--- START ---

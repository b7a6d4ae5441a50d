//! Migration to create the raw_activities table.
//!
//! The unique `(user_id, source_id)` index is the ingestion dedup key: every
//! connector poll upserts against it, so overlapping windows never produce a
//! second row for the same external event.

use sea_orm_migration::prelude::*;

use crate::m2026_09_01_000001_create_users::Users;

#[derive(DeriveMigrationName)]
pub struct Migration;

#[async_trait::async_trait]
impl MigrationTrait for Migration {
    async fn up(&self, manager: &SchemaManager) -> Result<(), DbErr> {
        manager
            .create_table(
                Table::create()
                    .table(RawActivities::Table)
                    .if_not_exists()
                    .col(
                        ColumnDef::new(RawActivities::Id)
                            .uuid()
                            .not_null()
                            .primary_key(),
                    )
                    .col(ColumnDef::new(RawActivities::UserId).uuid().not_null())
                    .col(ColumnDef::new(RawActivities::Provider).string().not_null())
                    .col(
                        ColumnDef::new(RawActivities::ActivityType)
                            .string()
                            .not_null(),
                    )
                    .col(
                        ColumnDef::new(RawActivities::OccurredAt)
                            .timestamp_with_time_zone()
                            .not_null(),
                    )
                    .col(
                        ColumnDef::new(RawActivities::DurationMinutes)
                            .integer()
                            .null(),
                    )
                    .col(ColumnDef::new(RawActivities::Subject).text().null())
                    .col(ColumnDef::new(RawActivities::Description).text().null())
                    .col(ColumnDef::new(RawActivities::SourceId).string().not_null())
                    .col(
                        ColumnDef::new(RawActivities::Metadata)
                            .json_binary()
                            .not_null(),
                    )
                    .col(
                        ColumnDef::new(RawActivities::IsProcessed)
                            .boolean()
                            .not_null()
                            .default(false),
                    )
                    .col(
                        ColumnDef::new(RawActivities::CreatedAt)
                            .timestamp_with_time_zone()
                            .not_null()
                            .default(Expr::current_timestamp()),
                    )
                    .foreign_key(
                        ForeignKey::create()
                            .name("fk_raw_activities_user_id")
                            .from(RawActivities::Table, RawActivities::UserId)
                            .to(Users::Table, Users::Id)
                            .on_delete(ForeignKeyAction::Cascade),
                    )
                    .to_owned(),
            )
            .await?;

        manager
            .create_index(
                Index::create()
                    .name("uq_raw_activities_user_source")
                    .table(RawActivities::Table)
                    .col(RawActivities::UserId)
                    .col(RawActivities::SourceId)
                    .unique()
                    .to_owned(),
            )
            .await?;

        // Working-set scan for the suggestion engine
        manager
            .create_index(
                Index::create()
                    .name("idx_raw_activities_user_processed_occurred")
                    .table(RawActivities::Table)
                    .col(RawActivities::UserId)
                    .col(RawActivities::IsProcessed)
                    .col(RawActivities::OccurredAt)
                    .to_owned(),
            )
            .await?;

        Ok(())
    }

    async fn down(&self, manager: &SchemaManager) -> Result<(), DbErr> {
        manager
            .drop_index(
                Index::drop()
                    .name("idx_raw_activities_user_processed_occurred")
                    .to_owned(),
            )
            .await?;
        manager
            .drop_index(
                Index::drop()
                    .name("uq_raw_activities_user_source")
                    .to_owned(),
            )
            .await?;
        manager
            .drop_table(Table::drop().table(RawActivities::Table).to_owned())
            .await
    }
}

#[derive(DeriveIden)]
pub(crate) enum RawActivities {
    Table,
    Id,
    UserId,
    Provider,
    ActivityType,
    OccurredAt,
    DurationMinutes,
    Subject,
    Description,
    SourceId,
    Metadata,
    IsProcessed,
    CreatedAt,
}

--- END ---

**What the task requires:** Collect every line above that contains the word "ColumnDef".

**Solution below:**
                        ColumnDef::new(RawActivities::Id)
                    .col(ColumnDef::new(RawActivities::UserId).uuid().not_null())
                    .col(ColumnDef::new(RawActivities::Provider).string().not_null())
                        ColumnDef::new(RawActivities::ActivityType)
                        ColumnDef::new(RawActivities::OccurredAt)
                        ColumnDef::new(RawActivities::DurationMinutes)
                    .col(ColumnDef::new(RawActivities::Subject).text().null())
                    .col(ColumnDef::new(RawActivities::Description).text().null())
                    .col(ColumnDef::new(RawActivities::SourceId).string().not_null())
                        ColumnDef::new(RawActivities::Metadata)
                        ColumnDef::new(RawActivities::IsProcessed)
                        ColumnDef::new(RawActivities::CreatedAt)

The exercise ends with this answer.